Así es este territorio de naturaleza valiosa, en el que el hombre también ha dejado un bello patrimonio, por ejemplo, en sus pueblos de arquitectura típica que destacan por sus trabajos artesanos. O en el arte que se expresa en iglesias y fortalezas desperdigadas por los caminos, así como en las huellas de civilizaciones perdidas que exhiben las pinturas rupestres y los vestigios arqueológicos.
Nada, sin embargo, consigue eclipsar a la joya del lugar, que será por siempre el Real Monasterio de Guadalupe: el imponente complejo amurallado en el que descansa la Virgen morena. Un santuario engrandecido con el paso de los siglos, que acabaría convirtiéndose en icono del descubrimiento al calor de los conquistadores extremeños. Incrustado en un monte que corona el pueblo del mismo nombre, es a la vez convento, iglesia y castillo. Pero sobre todo es lugar de peregrinaje para admirar a una Virgen con fama de milagrera que es objeto de una devoción extrema. Una Virgen que es patrona de Extremadura y reina de la Hispanidad.

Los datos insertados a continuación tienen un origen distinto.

mod common;

use assert_cmd::Command;
use predicates::prelude::*;
use tempfile::TempDir;

use common::{write_manifest, SCENARIO_MANIFEST};

fn cli() -> Command {
    #[allow(deprecated)]
    let mut cmd = Command::cargo_bin("proxy-intercept").unwrap();
    cmd.env_remove("PROXY_INTERCEPT_GROUP_DEPTH")
        .env_remove("PROXY_INTERCEPT_DISABLED_KINDS")
        .env_remove("RUST_LOG");
    cmd
}

fn json_output(cmd: &mut Command) -> serde_json::Value {
    let output = cmd.assert().success().get_output().stdout.clone();
    serde_json::from_slice(&output).unwrap()
}

#[test]
fn test_extract_lists_selector_tags() {
    let dir = TempDir::new().unwrap();
    let manifest = write_manifest(dir.path(), SCENARIO_MANIFEST);

    cli()
        .arg("extract")
        .arg(&manifest)
        .args(["AccountService", "transfer"])
        .assert()
        .success()
        .stdout(predicate::eq("Audited\nCheckRole\n"));
}

#[test]
fn test_extract_json_and_overrides() {
    let dir = TempDir::new().unwrap();
    let manifest = write_manifest(dir.path(), SCENARIO_MANIFEST);

    let json = json_output(
        cli()
            .args(["--json", "--disable", "Audited", "extract"])
            .arg(&manifest)
            .args(["AccountService", "transfer"]),
    );
    assert_eq!(json["type"], "AccountService");
    assert_eq!(json["tags"], serde_json::json!([{ "kind": "CheckRole" }]));

    let json = json_output(
        cli()
            .args(["--json", "--group-depth", "0", "extract"])
            .arg(&manifest)
            .args(["AccountService", "transfer"]),
    );
    assert_eq!(json["tags"], serde_json::json!([{ "kind": "Audited" }]));
}

#[test]
fn test_extract_unmarked_method() {
    let dir = TempDir::new().unwrap();
    let manifest = write_manifest(dir.path(), SCENARIO_MANIFEST);

    cli()
        .arg("extract")
        .arg(&manifest)
        .args(["Clock", "now"])
        .assert()
        .success()
        .stdout(predicate::str::contains("no interceptor bindings"));
}

#[test]
fn test_explain_reports_chain_and_original_value() {
    let dir = TempDir::new().unwrap();
    let manifest = write_manifest(dir.path(), SCENARIO_MANIFEST);

    let json = json_output(
        cli()
            .args(["--json", "explain"])
            .arg(&manifest)
            .args(["AccountService", "transfer", "--returns", "42"]),
    );
    let chain = serde_json::json!(["AuditBehavior", "RoleBehavior"]);
    assert_eq!(json["chain"], chain);
    assert_eq!(json["executed"], json["chain"]);
    assert_eq!(json["tags"], serde_json::json!(["Audited", "CheckRole"]));
    assert_eq!(json["original_invoked"], true);
    assert_eq!(json["outcome"], serde_json::json!({ "returned": 42 }));
}

#[test]
fn test_explain_stop_at_and_failure() {
    let dir = TempDir::new().unwrap();
    let manifest = write_manifest(dir.path(), SCENARIO_MANIFEST);

    let json = json_output(
        cli()
            .args(["--json", "explain"])
            .arg(&manifest)
            .args(["AccountService", "transfer", "--stop-at", "AuditBehavior"]),
    );
    assert_eq!(json["executed"], serde_json::json!(["AuditBehavior"]));
    assert_eq!(json["original_invoked"], false);

    cli()
        .arg("explain")
        .arg(&manifest)
        .args(["AccountService", "transfer"])
        .args(["--fail", "insufficient funds"])
        .assert()
        .success()
        .stdout(predicate::str::contains("failed:   insufficient funds"))
        .stdout(predicate::str::contains("AuditBehavior -> RoleBehavior"));
}

#[test]
fn test_explain_unknown_method_fails() {
    let dir = TempDir::new().unwrap();
    let manifest = write_manifest(dir.path(), SCENARIO_MANIFEST);

    cli()
        .arg("explain")
        .arg(&manifest)
        .args(["AccountService", "close"])
        .assert()
        .failure()
        .stderr(predicate::str::contains("no method 'close'"));
}

#[test]
fn test_check_valid_manifest() {
    let dir = TempDir::new().unwrap();
    let manifest = write_manifest(dir.path(), SCENARIO_MANIFEST);

    cli()
        .arg("check")
        .arg(&manifest)
        .assert()
        .success()
        .stdout(predicate::str::contains(
            "manifest OK: 2 selectors, 1 groups, 2 behaviors, 2 types",
        ));
}

#[test]
fn test_check_rejects_unknown_selector() {
    let dir = TempDir::new().unwrap();
    let manifest = write_manifest(
        dir.path(),
        r#"{"selectors": ["Audited"], "behaviors": [{"name": "Timer", "bindings": ["Timed"]}]}"#,
    );

    cli()
        .arg("check")
        .arg(&manifest)
        .assert()
        .failure()
        .stderr(predicate::str::contains("Timer"))
        .stderr(predicate::str::contains("Timed"));
}

#[test]
fn test_missing_manifest_fails_with_path() {
    cli()
        .args(["check", "/nonexistent/manifest.json"])
        .assert()
        .failure()
        .stderr(predicate::str::contains("/nonexistent/manifest.json"));
}
//! Marker tags and the ordered, deduplicated tag set.
//!
//! A [`Tag`] is the value attached to a type or a method to say "this behavior
//! category applies here". Tags compare by value: two tags are the same tag when
//! their kind and all attribute values match, regardless of where they were
//! declared. This is what lets type-level and method-level declarations of the
//! same marker collapse into a single entry of a [`TagSet`].
//!
//! # Textual form
//!
//! Tags have a compact textual form used by manifests and the CLI:
//!
//! ```
//! use proxy_intercept_types::Tag;
//!
//! let plain: Tag = "Audited".parse().unwrap();
//! assert_eq!(plain.kind(), "Audited");
//! assert!(plain.attributes().is_empty());
//!
//! let scoped: Tag = "CheckRole(role=admin, realm=ops)".parse().unwrap();
//! assert_eq!(scoped.attribute("role"), Some("admin"));
//! assert_eq!(scoped.to_string(), "CheckRole(realm=ops, role=admin)");
//! ```
//!
//! Keys and values that contain `,`, `=`, `(`, `)`, `"` or `\`, or that are
//! empty or padded with whitespace, are written in double quotes with `\"` and
//! `\\` escapes, so every tag's text parses back to an equal tag:
//!
//! ```
//! use proxy_intercept_types::Tag;
//!
//! let tag = Tag::new("CheckRole").with_attribute("roles", "admin,ops");
//! assert_eq!(tag.to_string(), r#"CheckRole(roles="admin,ops")"#);
//! assert_eq!(tag.to_string().parse::<Tag>().unwrap(), tag);
//! ```

use std::collections::BTreeMap;
use std::fmt::{self, Write};
use std::str::FromStr;
use std::sync::Arc;

use serde::{Deserialize, Serialize};
use thiserror::Error;

/// A value-comparable behavior marker.
///
/// `kind` identifies the marker category (the thing selector and group lookups
/// are keyed on); `attributes` carry the marker's member values. Attributes are
/// kept sorted so equality and hashing do not depend on declaration order.
#[derive(Debug, Clone, PartialEq, Eq, Hash, PartialOrd, Ord, Serialize, Deserialize)]
#[serde(try_from = "TagRepr", into = "TagRepr")]
pub struct Tag {
    kind: Arc<str>,
    attributes: BTreeMap<String, String>,
}

impl Tag {
    /// Create a tag with no attributes.
    ///
    /// `kind` must be a valid kind (alphanumerics plus `_ . : -`); use
    /// [`Tag::try_new`] for kinds that come from outside the program.
    pub fn new(kind: impl Into<Arc<str>>) -> Self {
        let kind = kind.into();
        debug_assert!(is_valid_kind(&kind), "invalid tag kind '{}'", kind);
        Self {
            kind,
            attributes: BTreeMap::new(),
        }
    }

    /// Create a tag with no attributes, rejecting kinds the textual form
    /// could not carry.
    pub fn try_new(kind: impl Into<Arc<str>>) -> Result<Self, TagParseError> {
        let kind = kind.into();
        if !is_valid_kind(&kind) {
            return Err(TagParseError::InvalidKind(kind.to_string()));
        }
        Ok(Self {
            kind,
            attributes: BTreeMap::new(),
        })
    }

    /// Add an attribute value, replacing any previous value for `key`.
    pub fn with_attribute(mut self, key: impl Into<String>, value: impl Into<String>) -> Self {
        self.attributes.insert(key.into(), value.into());
        self
    }

    /// The marker category.
    pub fn kind(&self) -> &str {
        &self.kind
    }

    /// All attribute values, sorted by key.
    pub fn attributes(&self) -> &BTreeMap<String, String> {
        &self.attributes
    }

    /// Look up a single attribute value.
    pub fn attribute(&self, key: &str) -> Option<&str> {
        self.attributes.get(key).map(String::as_str)
    }

    /// Whether this tag has the given kind.
    pub fn is_kind(&self, kind: &str) -> bool {
        &*self.kind == kind
    }
}

impl fmt::Display for Tag {
    fn fmt(&self, f: &mut fmt::Formatter<'_>) -> fmt::Result {
        f.write_str(&self.kind)?;
        if self.attributes.is_empty() {
            return Ok(());
        }
        f.write_char('(')?;
        for (i, (key, value)) in self.attributes.iter().enumerate() {
            if i > 0 {
                f.write_str(", ")?;
            }
            write_attribute_text(f, key)?;
            f.write_char('=')?;
            write_attribute_text(f, value)?;
        }
        f.write_char(')')
    }
}

fn needs_quoting(text: &str) -> bool {
    text.is_empty()
        || text.trim() != text
        || text
            .chars()
            .any(|c| matches!(c, ',' | '=' | '(' | ')' | '"' | '\\'))
}

fn write_attribute_text(f: &mut fmt::Formatter<'_>, text: &str) -> fmt::Result {
    if !needs_quoting(text) {
        return f.write_str(text);
    }
    f.write_char('"')?;
    for c in text.chars() {
        if matches!(c, '"' | '\\') {
            f.write_char('\\')?;
        }
        f.write_char(c)?;
    }
    f.write_char('"')
}

/// Error returned when a tag's textual form cannot be parsed.
#[derive(Debug, Clone, PartialEq, Eq, Error)]
pub enum TagParseError {
    #[error("tag is empty")]
    Empty,
    #[error("invalid tag kind '{0}'")]
    InvalidKind(String),
    #[error("unterminated attribute list in '{0}'")]
    Unterminated(String),
    #[error("malformed attribute '{attribute}' in '{input}' (expected key=value)")]
    MalformedAttribute { input: String, attribute: String },
}

fn is_kind_char(c: char) -> bool {
    c.is_alphanumeric() || matches!(c, '_' | '.' | ':' | '-')
}

fn is_valid_kind(kind: &str) -> bool {
    !kind.is_empty() && kind.chars().all(is_kind_char)
}

/// Byte offsets of every `separator` outside a quoted section, or `None` if a
/// quote is left open.
fn separator_positions(text: &str, separator: char) -> Option<Vec<usize>> {
    let mut positions = Vec::new();
    let mut quoted = false;
    let mut escaped = false;
    for (i, c) in text.char_indices() {
        if escaped {
            escaped = false;
        } else if quoted {
            match c {
                '\\' => escaped = true,
                '"' => quoted = false,
                _ => {}
            }
        } else if c == '"' {
            quoted = true;
        } else if c == separator {
            positions.push(i);
        }
    }
    (!quoted).then_some(positions)
}

/// Decode one key or value: bare text is trimmed, quoted text is unescaped.
fn attribute_text(raw: &str) -> Option<String> {
    let raw = raw.trim();
    let Some(quoted) = raw.strip_prefix('"') else {
        return (!raw.contains('"')).then(|| raw.to_string());
    };
    let mut text = String::with_capacity(quoted.len());
    let mut chars = quoted.chars();
    while let Some(c) = chars.next() {
        match c {
            '\\' => text.push(chars.next()?),
            '"' => return chars.as_str().is_empty().then_some(text),
            _ => text.push(c),
        }
    }
    None
}

impl FromStr for Tag {
    type Err = TagParseError;

    fn from_str(s: &str) -> Result<Self, Self::Err> {
        let input = s.trim();
        if input.is_empty() {
            return Err(TagParseError::Empty);
        }

        let (kind, rest) = match input.find('(') {
            Some(open) => (&input[..open], Some(&input[open + 1..])),
            None => (input, None),
        };
        let mut tag = Tag::try_new(kind.trim())?;
        let Some(rest) = rest else {
            return Ok(tag);
        };

        let unterminated = || TagParseError::Unterminated(input.to_string());
        let body = rest.strip_suffix(')').ok_or_else(unterminated)?;
        let commas = separator_positions(body, ',').ok_or_else(unterminated)?;

        let mut start = 0;
        let ends = commas.into_iter().chain(std::iter::once(body.len()));
        for end in ends {
            let attribute = body[start..end].trim();
            start = end + 1;
            if attribute.is_empty() {
                continue;
            }
            let malformed = || TagParseError::MalformedAttribute {
                input: input.to_string(),
                attribute: attribute.to_string(),
            };
            let eq = separator_positions(attribute, '=')
                .and_then(|positions| positions.first().copied())
                .ok_or_else(malformed)?;
            let (key, value) = (&attribute[..eq], &attribute[eq + 1..]);
            if key.trim().is_empty() {
                return Err(malformed());
            }
            let key = attribute_text(key).ok_or_else(malformed)?;
            let value = attribute_text(value).ok_or_else(malformed)?;
            tag = tag.with_attribute(key, value);
        }
        Ok(tag)
    }
}

/// Wire form of a tag: either the compact string or an explicit object.
#[derive(Serialize, Deserialize)]
#[serde(untagged)]
enum TagRepr {
    Short(String),
    Full {
        kind: String,
        #[serde(default, skip_serializing_if = "BTreeMap::is_empty")]
        attributes: BTreeMap<String, String>,
    },
}

impl TryFrom<TagRepr> for Tag {
    type Error = TagParseError;

    fn try_from(repr: TagRepr) -> Result<Self, Self::Error> {
        match repr {
            TagRepr::Short(s) => s.parse(),
            TagRepr::Full { kind, attributes } => Ok(Tag {
                attributes,
                ..Tag::try_new(kind)?
            }),
        }
    }
}

impl From<Tag> for TagRepr {
    fn from(tag: Tag) -> Self {
        TagRepr::Full {
            kind: tag.kind.to_string(),
            attributes: tag.attributes,
        }
    }
}

/// Insertion-ordered set of tags with value-based deduplication.
///
/// Marker sets are small (a handful of entries per call site), so membership is
/// a linear scan over the backing vector, the same trade-off a list with a
/// `contains` check makes.
#[derive(Debug, Clone, Default, PartialEq, Eq, Serialize, Deserialize)]
#[serde(from = "Vec<Tag>", into = "Vec<Tag>")]
pub struct TagSet {
    tags: Vec<Tag>,
}

impl TagSet {
    /// Create an empty set.
    pub fn new() -> Self {
        Self::default()
    }

    /// Insert a tag. Returns `false` if an equal tag was already present.
    pub fn insert(&mut self, tag: Tag) -> bool {
        if self.contains(&tag) {
            return false;
        }
        self.tags.push(tag);
        true
    }

    pub fn contains(&self, tag: &Tag) -> bool {
        self.tags.iter().any(|t| t == tag)
    }

    /// Whether any tag of the given kind is present.
    pub fn contains_kind(&self, kind: &str) -> bool {
        self.tags.iter().any(|t| t.is_kind(kind))
    }

    /// Whether every tag in `required` is present in this set.
    pub fn contains_all<'a>(&self, required: impl IntoIterator<Item = &'a Tag>) -> bool {
        required.into_iter().all(|t| self.contains(t))
    }

    pub fn len(&self) -> usize {
        self.tags.len()
    }

    pub fn is_empty(&self) -> bool {
        self.tags.is_empty()
    }

    /// Iterate in insertion order.
    pub fn iter(&self) -> std::slice::Iter<'_, Tag> {
        self.tags.iter()
    }

    pub fn as_slice(&self) -> &[Tag] {
        &self.tags
    }

    pub fn into_vec(self) -> Vec<Tag> {
        self.tags
    }
}

impl fmt::Display for TagSet {
    fn fmt(&self, f: &mut fmt::Formatter<'_>) -> fmt::Result {
        let rendered: Vec<String> = self.tags.iter().map(Tag::to_string).collect();
        write!(f, "{{{}}}", rendered.join(", "))
    }
}

impl From<Vec<Tag>> for TagSet {
    fn from(tags: Vec<Tag>) -> Self {
        tags.into_iter().collect()
    }
}

impl From<TagSet> for Vec<Tag> {
    fn from(set: TagSet) -> Self {
        set.tags
    }
}

impl FromIterator<Tag> for TagSet {
    fn from_iter<I: IntoIterator<Item = Tag>>(iter: I) -> Self {
        let mut set = TagSet::new();
        for tag in iter {
            set.insert(tag);
        }
        set
    }
}

impl Extend<Tag> for TagSet {
    fn extend<I: IntoIterator<Item = Tag>>(&mut self, iter: I) {
        for tag in iter {
            self.insert(tag);
        }
    }
}

impl IntoIterator for TagSet {
    type Item = Tag;
    type IntoIter = std::vec::IntoIter<Tag>;

    fn into_iter(self) -> Self::IntoIter {
        self.tags.into_iter()
    }
}

impl<'a> IntoIterator for &'a TagSet {
    type Item = &'a Tag;
    type IntoIter = std::slice::Iter<'a, Tag>;

    fn into_iter(self) -> Self::IntoIter {
        self.tags.iter()
    }
}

Declarado Patrimonio de la Humanidad, poco ha cambiado el monasterio de raíz mudéjar (aunque con elementos góticos, renacentistas y barrocos), desde que Alfonso XI encargara su construcción en 1330 en un paraje de encinas y robles. Fue aquí donde, según la leyenda, la Virgen se apareció frente al humilde pastor Gil Cordero, que había hallado muerta a una de sus vacas. Con su presencia logró que el animal cobrara vida al tiempo que le anunció que, bajo tierra, yacía su propia talla labrada en madera de cedro. Así es como nace la tradición de sus milagros que, años después, el monarca confirmaría al atribuir a Guadalupe su victoria sobre las tropas moriscas en la batalla de El Salado. El monasterio fue entonces ampliado y la devoción se extendió allende los mares, erigiendo a la Virgen morena en la más venerada del Nuevo Mundo. El mismo Cristóbal Colón dio su nombre a una isla del Caribe.
La historia de España y América ha desfilado por los patios de este monasterio que posee uno de los más completos archivos del país. En la fuente del convento fueron bautizados los dos indios que trajo consigo el almirante para convertirlos en traductores. También los Reyes Católicos le agradecieron a la Virgen la significativa toma de Granada. Y hasta el propio Miguel de Cervantes le ofreció los grilletes y cadenas de su cautiverio en Argel, en un acto de pleitesía que plasmó en una de sus novelas: "Virgen de Guadalupe, libertad de los cautivos, lima de sus hierros y alivio de sus prisiones", dejó escrito en Los trabajos de Persiles y Segismunda.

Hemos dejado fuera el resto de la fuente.